The stochastic input from the RES as a consequence brings problems in balancing the energy supply and demand, and, in a power market perspective, different fees and marginal prices for over- and under-generation [4]. Some countries have already defined technical specifications for energy time scale forecasting required for power dispatching plans and operations of grid-connected PV plants [5]. Thus, forecasting of RES power generation is vital to help grid operators better manage the electric balance between power demand and supply, and to improve the penetration of distributed renewable energy sources and, in stand-alone hybrid systems, for the optimum size of all its components and to improve the reliability of the isolated systems [2].
In order to make energy supply planning rational, forecasts of RES production have to be made on the basis of the weather conditions. Any output from the weather models must then be converted into electric energy output.

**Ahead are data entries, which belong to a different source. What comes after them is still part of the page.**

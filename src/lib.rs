//! Dis Rust - Désassembleur de flux d'instructions
//!
//! Cette bibliothèque décode le code compilé d'une fonction (une suite de
//! mots de 16 bits formant des instructions de longueur variable) et le
//! restitue sous forme de texte lisible et déterministe.

pub mod opcode;
pub mod cursor;
pub mod format;
pub mod disasm;
pub mod config;
pub mod error;

pub use opcode::*;
pub use cursor::*;
pub use format::*;
pub use disasm::*;
pub use config::*;
pub use error::*;

/// Version du désassembleur
pub const VERSION: &str = env!("CARGO_PKG_VERSION");
//! Tables des mnémoniques, indexées par identifiant d'opcode
//!
//! Ces tables doivent rester alignées sur l'énumération des opcodes de la VM
//! qui a produit le code. Si la VM renumérote ses opcodes sans que ces tables
//! et les formes de `shapes` soient mises à jour en même temps, la sortie est
//! silencieusement mal étiquetée. `OpcodeTable::new` vérifie l'alignement.

/// Mnémoniques du jeu d'instructions à cinq sections
pub const CURRENT_MNEMONICS: [&str; 60] = [
    "o_assign",
    "o_assign_noref",
    "o_int_add",
    "o_int_minus",
    "o_int_modulo",
    "o_int_multiply",
    "o_int_divide",
    "o_int_left_shift",
    "o_int_right_shift",
    "o_int_bitwise_and",
    "o_int_bitwise_or",
    "o_int_bitwise_xor",
    "o_number_add",
    "o_number_minus",
    "o_number_multiply",
    "o_number_divide",
    "o_compare_eq",
    "o_compare_not_eq",
    "o_compare_greater",
    "o_compare_greater_eq",
    "o_unary_not",
    "o_unary_minus",
    "o_unary_bitwise_not",
    "o_jump",
    "o_jump_if",
    "o_jump_if_not_class",
    "o_for_integer",
    "o_for_setup",
    "o_call_foreign",
    "o_call_native",
    "o_call_register",
    "o_return_value",
    "o_return_unit",
    "o_build_list",
    "o_build_tuple",
    "o_build_hash",
    "o_build_variant",
    "o_subscript_get",
    "o_subscript_set",
    "o_global_get",
    "o_global_set",
    "o_load_readonly",
    "o_load_integer",
    "o_load_boolean",
    "o_load_byte",
    "o_load_empty_variant",
    "o_instance_new",
    "o_property_get",
    "o_property_set",
    "o_catch_push",
    "o_catch_pop",
    "o_exception_catch",
    "o_exception_store",
    "o_exception_raise",
    "o_closure_get",
    "o_closure_set",
    "o_closure_new",
    "o_closure_function",
    "o_interpolation",
    "o_vm_exit",
];

/// Mnémoniques du jeu d'instructions historique (marqueur de ligne en tête)
pub const LEGACY_MNEMONICS: [&str; 66] = [
    "o_fast_assign",
    "o_assign",
    "o_integer_add",
    "o_integer_minus",
    "o_modulo",
    "o_integer_mul",
    "o_integer_div",
    "o_left_shift",
    "o_right_shift",
    "o_bitwise_and",
    "o_bitwise_or",
    "o_bitwise_xor",
    "o_double_add",
    "o_double_minus",
    "o_double_mul",
    "o_double_div",
    "o_is_equal",
    "o_not_eq",
    "o_less",
    "o_less_eq",
    "o_greater",
    "o_greater_eq",
    "o_unary_not",
    "o_unary_minus",
    "o_jump",
    "o_jump_if",
    "o_integer_for",
    "o_for_setup",
    "o_foreign_call",
    "o_native_call",
    "o_function_call",
    "o_return_val",
    "o_return_noval",
    "o_build_list",
    "o_build_tuple",
    "o_build_hash",
    "o_build_enum",
    "o_get_item",
    "o_set_item",
    "o_get_global",
    "o_set_global",
    "o_get_readonly",
    "o_get_integer",
    "o_get_boolean",
    "o_new_instance_basic",
    "o_new_instance_speculative",
    "o_new_instance_tagged",
    "o_get_property",
    "o_set_property",
    "o_push_try",
    "o_pop_try",
    "o_except_ignore",
    "o_except_catch",
    "o_raise",
    "o_match_dispatch",
    "o_variant_decompose",
    "o_get_upvalue",
    "o_set_upvalue",
    "o_create_closure",
    "o_create_function",
    "o_load_class_closure",
    "o_load_closure",
    "o_dynamic_cast",
    "o_interpolation",
    "o_optarg_dispatch",
    "o_return_from_vm",
];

In recent years several short-term power forecasting models related to PV plants have been published. The existing solutions can be classified into the categories of physical, statistical and hybrid methods. Some of these models for PV plants were at first oriented to obtain solar radiation predictions [5,6,7]. Some works present models specifically dedicated to the hourly power generation forecasting in PV plants [8,9,10,11]. The most applied technique in these forecasting models is a specific soft-computing technique known as Artificial Neural Networks (ANNs) but some papers use simple physical methods [3,12,13]. Furthermore, in order to define the accuracy of the prediction, some error indexes are introduced to evaluate the performances of the forecasting models. Some of these definitions come from statistics while others originate from regulatory authority for market issues [3,5,14,15]. The errors introduced by ANNs and physical methods sometimes are already too high for electricity market and RES imbalance issues.
This paper presents a new auxiliary hybrid system [16] model that combines a soft-computing model based on ANN and physical models of the total global irradiance (the clear sky curve) for medium-term power of a PV plant. The results are compared to those ones coming from a statistical ANN method. The comparison is based on experimental activities carried out by a real PV power plant.

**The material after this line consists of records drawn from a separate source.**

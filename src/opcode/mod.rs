//! Registre des opcodes et de leurs schémas de décodage
//!
//! La table est construite une fois par version de schéma puis n'est plus
//! jamais modifiée. Elle est la seule source de vérité sur la forme des
//! instructions.

pub mod names;
pub mod schema;
mod shapes;

use log::debug;
use serde::{Deserialize, Serialize};
use std::collections::HashMap;
use std::fmt;
use std::sync::{Arc, OnceLock};

use crate::error::{DisError, DisResult};
use shapes::{Arity, Shape, SpecialArms};

pub use schema::*;

/// Identifiant numérique d'un opcode (premier mot de chaque instruction)
#[derive(Debug, Clone, Copy, PartialEq, Eq, Hash, PartialOrd, Ord)]
pub struct Opcode(pub u16);

impl fmt::Display for Opcode {
    fn fmt(&self, f: &mut fmt::Formatter<'_>) -> fmt::Result {
        write!(f, "{}", self.0)
    }
}

/// Version du jeu d'instructions de la VM
///
/// Les deux formes ne sont jamais mélangées : la version est choisie une
/// fois, à l'initialisation.
#[derive(Debug, Clone, Copy, Default, PartialEq, Eq, Hash, Serialize, Deserialize)]
#[serde(rename_all = "lowercase")]
pub enum SchemaVersion {
    /// Cinq sections : spéciale, compteur, entrées, sorties, sauts
    #[default]
    Current,
    /// Marqueur de ligne puis sept sections dont trois spéciales
    Legacy,
}

impl SchemaVersion {
    fn mnemonics(self) -> &'static [&'static str] {
        match self {
            SchemaVersion::Current => &names::CURRENT_MNEMONICS,
            SchemaVersion::Legacy => &names::LEGACY_MNEMONICS,
        }
    }

    fn shapes(self) -> &'static [(&'static str, Shape)] {
        match self {
            SchemaVersion::Current => &shapes::CURRENT_SHAPES,
            SchemaVersion::Legacy => &shapes::LEGACY_SHAPES,
        }
    }

    fn arms(self) -> SpecialArms {
        match self {
            SchemaVersion::Current => shapes::current_arms(),
            SchemaVersion::Legacy => shapes::legacy_arms(),
        }
    }
}

impl fmt::Display for SchemaVersion {
    fn fmt(&self, f: &mut fmt::Formatter<'_>) -> fmt::Result {
        match self {
            SchemaVersion::Current => write!(f, "current"),
            SchemaVersion::Legacy => write!(f, "legacy"),
        }
    }
}

/// Registre immuable opcode → schéma
#[derive(Debug)]
pub struct OpcodeTable {
    version: SchemaVersion,
    schemas: Vec<InstructionSchema>,
    by_mnemonic: HashMap<&'static str, Opcode>,
}

impl OpcodeTable {
    /// Construit la table d'une version et vérifie sa cohérence
    pub fn new(version: SchemaVersion) -> DisResult<Self> {
        let mnemonics = version.mnemonics();
        let shapes = version.shapes();
        let arms = version.arms();

        check_alignment(version, mnemonics, shapes)?;

        let first = Arc::new(build_section(version, "special_1", mnemonics, arms.first)?);
        let fourth = Arc::new(build_section(version, "special_4", mnemonics, arms.fourth)?);
        let sixth = Arc::new(build_section(version, "special_6", mnemonics, arms.sixth)?);

        let mut schemas = Vec::with_capacity(shapes.len());
        let mut by_mnemonic = HashMap::with_capacity(shapes.len());

        for (index, &(mnemonic, ref shape)) in shapes.iter().enumerate() {
            let opcode = Opcode(index as u16);
            let steps = compile_shape(shape, &first, &fourth, &sixth);
            let schema = InstructionSchema {
                opcode,
                mnemonic,
                class: shape.class,
                steps,
            };
            check_schema(version, &schema)?;
            if by_mnemonic.insert(mnemonic, opcode).is_some() {
                return Err(inconsistent(version, format!("mnémonique dupliqué {mnemonic}")));
            }
            schemas.push(schema);
        }

        debug!(
            "table d'opcodes {} construite: {} opcodes",
            version,
            schemas.len()
        );

        Ok(Self {
            version,
            schemas,
            by_mnemonic,
        })
    }

    /// Table partagée par tout le processus, construite au premier appel
    pub fn shared(version: SchemaVersion) -> DisResult<&'static OpcodeTable> {
        static CURRENT: OnceLock<DisResult<OpcodeTable>> = OnceLock::new();
        static LEGACY: OnceLock<DisResult<OpcodeTable>> = OnceLock::new();

        let cell = match version {
            SchemaVersion::Current => &CURRENT,
            SchemaVersion::Legacy => &LEGACY,
        };
        cell.get_or_init(|| OpcodeTable::new(version))
            .as_ref()
            .map_err(Clone::clone)
    }

    pub fn version(&self) -> SchemaVersion {
        self.version
    }

    /// Nombre d'opcodes enregistrés
    pub fn len(&self) -> usize {
        self.schemas.len()
    }

    pub fn is_empty(&self) -> bool {
        self.schemas.is_empty()
    }

    /// Schéma d'un opcode, hors de tout flux (l'erreur ne porte pas d'offset)
    pub fn schema_for(&self, opcode: Opcode) -> DisResult<&InstructionSchema> {
        self.schemas
            .get(opcode.0 as usize)
            .ok_or(DisError::UnknownOpcode {
                opcode: opcode.0,
                offset: None,
            })
    }

    /// Mnémonique d'un opcode, avec vérification des bornes
    pub fn mnemonic(&self, opcode: Opcode) -> DisResult<&'static str> {
        self.schema_for(opcode).map(|schema| schema.mnemonic)
    }

    /// Recherche inverse mnémonique → opcode
    pub fn lookup(&self, mnemonic: &str) -> Option<Opcode> {
        self.by_mnemonic.get(mnemonic).copied()
    }

    /// Vrai si l'opcode appartient à la famille retour/sortie
    pub fn is_terminator(&self, opcode: Opcode) -> bool {
        self.schema_for(opcode)
            .map(|schema| schema.class.contains(OpcodeClass::TERMINATOR))
            .unwrap_or(false)
    }

    /// Itère sur tous les schémas, dans l'ordre des identifiants
    pub fn schemas(&self) -> impl Iterator<Item = &InstructionSchema> {
        self.schemas.iter()
    }
}

fn inconsistent(version: SchemaVersion, reason: String) -> DisError {
    DisError::InconsistentTable { version, reason }
}

/// Mnémoniques et formes : même nombre, même ordre
fn check_alignment(
    version: SchemaVersion,
    mnemonics: &[&str],
    shapes: &[(&str, Shape)],
) -> DisResult<()> {
    if mnemonics.len() != shapes.len() {
        return Err(inconsistent(
            version,
            format!(
                "{} mnémoniques pour {} formes",
                mnemonics.len(),
                shapes.len()
            ),
        ));
    }
    if mnemonics.len() > u16::MAX as usize {
        return Err(inconsistent(version, "trop d'opcodes".to_string()));
    }

    for (index, (name, (shape_name, _))) in mnemonics.iter().zip(shapes).enumerate() {
        if name != shape_name {
            return Err(inconsistent(
                version,
                format!("opcode {index}: mnémonique {name}, forme {shape_name}"),
            ));
        }
    }
    Ok(())
}

fn build_section(
    version: SchemaVersion,
    name: &'static str,
    mnemonics: &[&str],
    arms: Vec<(&'static str, Vec<DecodeStep>)>,
) -> DisResult<DispatchSection> {
    let mut section = DispatchSection::new(name);
    for (mnemonic, steps) in arms {
        let index = mnemonics
            .iter()
            .position(|candidate| *candidate == mnemonic)
            .ok_or_else(|| {
                inconsistent(version, format!("{name}: mnémonique inconnu {mnemonic}"))
            })?;
        section = section.arm(Opcode(index as u16), steps);
    }
    Ok(section)
}

fn push_registers(steps: &mut Vec<DecodeStep>, arity: Arity, direction: Direction) {
    match arity.repeat_count() {
        None => {}
        Some(RepeatCount::Fixed(1)) => steps.push(DecodeStep::RegisterRef(direction, Scope::Local)),
        Some(count) => steps.push(DecodeStep::RepeatedRegisterRef {
            direction,
            scope: Scope::Local,
            count,
        }),
    }
}

fn push_special(steps: &mut Vec<DecodeStep>, words: usize, section: &Arc<DispatchSection>) {
    if words > 0 {
        steps.push(DecodeStep::Dispatch {
            section: Arc::clone(section),
            default_width: words,
        });
    }
}

/// Traduit la forme d'un opcode en liste ordonnée de pas
fn compile_shape(
    shape: &Shape,
    first: &Arc<DispatchSection>,
    fourth: &Arc<DispatchSection>,
    sixth: &Arc<DispatchSection>,
) -> Vec<DecodeStep> {
    let mut steps = Vec::new();

    if shape.line {
        steps.push(DecodeStep::LineMarker);
    }
    push_special(&mut steps, shape.special_1, first);
    if shape.counter {
        steps.push(DecodeStep::Counter(COUNT_LABEL));
    }
    push_registers(&mut steps, shape.inputs, Direction::In);
    push_special(&mut steps, shape.special_4, fourth);
    push_registers(&mut steps, shape.outputs, Direction::Out);
    push_special(&mut steps, shape.special_6, sixth);

    match shape.jumps.repeat_count() {
        None => {}
        Some(RepeatCount::Fixed(1)) => steps.push(DecodeStep::JumpTarget),
        Some(count) => steps.push(DecodeStep::RepeatedJumpTarget(count)),
    }

    steps
}

/// Vérifie les invariants de construction d'un schéma :
/// pas de `Dispatch` imbriqué, bras de largeur fixe égale à la largeur
/// déclarée, et chaque compteur référencé décodé avant son usage.
fn check_schema(version: SchemaVersion, schema: &InstructionSchema) -> DisResult<()> {
    let mut decoded_labels: Vec<&'static str> = Vec::new();

    for step in &schema.steps {
        match step {
            DecodeStep::Dispatch {
                section,
                default_width,
            } => {
                if let Some(arm) = section.resolve(schema.opcode) {
                    if let Some(width) = fixed_width(arm) {
                        if width != *default_width {
                            return Err(inconsistent(
                                version,
                                format!(
                                    "{} ({}): bras de {} mots pour une section de {}",
                                    schema.mnemonic, section.name, width, default_width
                                ),
                            ));
                        }
                    }
                    for inner in arm {
                        check_step(version, schema, inner, &mut decoded_labels)?;
                    }
                }
            }
            other => check_step(version, schema, other, &mut decoded_labels)?,
        }
    }
    Ok(())
}

fn check_step(
    version: SchemaVersion,
    schema: &InstructionSchema,
    step: &DecodeStep,
    decoded_labels: &mut Vec<&'static str>,
) -> DisResult<()> {
    let count = match step {
        DecodeStep::Dispatch { .. } => {
            return Err(inconsistent(
                version,
                format!("{}: section spéciale imbriquée", schema.mnemonic),
            ));
        }
        DecodeStep::RepeatedRegisterRef { count, .. }
        | DecodeStep::RepeatedScalar { count, .. }
        | DecodeStep::RepeatedJumpTarget(count) => Some(*count),
        _ => None,
    };

    if let Some(RepeatCount::Field(label)) = count {
        if !decoded_labels.contains(&label) {
            return Err(inconsistent(
                version,
                format!("{}: compteur {label} utilisé avant d'être lu", schema.mnemonic),
            ));
        }
    }

    // Seuls les compteurs et scalaires simples peuvent fournir un nombre
    if let DecodeStep::Counter(label) | DecodeStep::Scalar(label) = step {
        decoded_labels.push(*label);
    }
    Ok(())
}

/// Largeur d'une liste de pas si elle ne dépend pas des données
fn fixed_width(steps: &[DecodeStep]) -> Option<usize> {
    steps.iter().try_fold(0usize, |acc, step| {
        let width = match step {
            DecodeStep::LineMarker
            | DecodeStep::Scalar(_)
            | DecodeStep::RegisterRef(..)
            | DecodeStep::Counter(_)
            | DecodeStep::JumpTarget => 1,
            DecodeStep::OpaqueSkip(n) => *n,
            DecodeStep::RepeatedRegisterRef {
                count: RepeatCount::Fixed(n),
                ..
            }
            | DecodeStep::RepeatedScalar {
                count: RepeatCount::Fixed(n),
                ..
            }
            | DecodeStep::RepeatedJumpTarget(RepeatCount::Fixed(n)) => *n,
            _ => return None,
        };
        Some(acc + width)
    })
}

#[cfg(test)]
mod tests {
    use super::*;

    #[test]
    fn test_both_versions_build() {
        let current = OpcodeTable::new(SchemaVersion::Current).unwrap();
        assert_eq!(current.len(), names::CURRENT_MNEMONICS.len());

        let legacy = OpcodeTable::new(SchemaVersion::Legacy).unwrap();
        assert_eq!(legacy.len(), names::LEGACY_MNEMONICS.len());
    }

    #[test]
    fn test_misaligned_tables_rejected() {
        let mut shapes = shapes::CURRENT_SHAPES.to_vec();
        shapes.swap(2, 3);
        let err = check_alignment(SchemaVersion::Current, &names::CURRENT_MNEMONICS, &shapes)
            .unwrap_err();
        assert!(matches!(err, DisError::InconsistentTable { .. }));

        shapes.pop();
        let err = check_alignment(SchemaVersion::Current, &names::CURRENT_MNEMONICS, &shapes)
            .unwrap_err();
        assert!(err.to_string().contains("60 mnémoniques pour 59 formes"));
    }

    #[test]
    fn test_count_used_before_counter_rejected() {
        let schema = InstructionSchema {
            opcode: Opcode(0),
            mnemonic: "o_broken",
            class: OpcodeClass::empty(),
            steps: vec![
                DecodeStep::RepeatedRegisterRef {
                    direction: Direction::In,
                    scope: Scope::Local,
                    count: RepeatCount::Field(COUNT_LABEL),
                },
                DecodeStep::Counter(COUNT_LABEL),
            ],
        };
        assert!(check_schema(SchemaVersion::Current, &schema).is_err());
    }

    #[test]
    fn test_arm_width_must_match_section() {
        let section = Arc::new(
            DispatchSection::new("special_1")
                .arm(Opcode(0), vec![DecodeStep::Scalar("a:"), DecodeStep::Scalar("b:")]),
        );
        let schema = InstructionSchema {
            opcode: Opcode(0),
            mnemonic: "o_broken",
            class: OpcodeClass::empty(),
            steps: vec![DecodeStep::Dispatch {
                section,
                default_width: 1,
            }],
        };
        assert!(check_schema(SchemaVersion::Current, &schema).is_err());
    }

    #[test]
    fn test_unknown_arm_mnemonic_rejected() {
        let arms = vec![("o_does_not_exist", vec![DecodeStep::Scalar("x:")])];
        assert!(build_section(
            SchemaVersion::Current,
            "special_1",
            &names::CURRENT_MNEMONICS,
            arms
        )
        .is_err());
    }
}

The paper is organized as follows: Section 2 provides a brief review of the hourly energy production forecasting methods. In Section 3, the new proposed hybrid methods is presented and explained. Section 4 reports and revises some error indexes that can be effectively used to evaluate the performances of forecasting models. In Section 5 and Section 6 a case study reporting results achieved by comparing several simulations related to a real PV production plant is discussed. Finally, we draw some conclusions outlining additional research directions for future works.

2. Energy Forecast Models

RES energy production forecasting methods are commonly divided in different categories: physical, stochastic and hybrid. An analysis of state-of-the-art approaches is proposed in [12]. In physical models the ability of a RES plant to convert the introduced meteorological resources into electrical power are summarized by a physical-analytical model [3]. These models can be very simple, based only to the global solar irradiance, or more complicated if they include additional parameters. As a matter of fact, it is not easy to predict PV module energy production since it depends on several parameters such as ambient and PV cells conditions. For example, the conversion process is affected by solar irradiance, cell temperature, the solar incidence angle and the load resistance. Moreover, information provided by manufacturers is usually limited and only at nominal operating conditions. The major disadvantages of these models are that they are highly sensitive to the weather forecasting and they have to be designed specifically for a particular plant and location. Physical methods are mainly used for their deterministic approach, allowing them to be the winning choice in terms of getting quickly the results by means of a mathematical model. As they analytically match inputs to the outputs they act like a “white-box”. None the less, their drawback appears when the mathematical problem becomes too complex considering all the parameters to describe the physical system.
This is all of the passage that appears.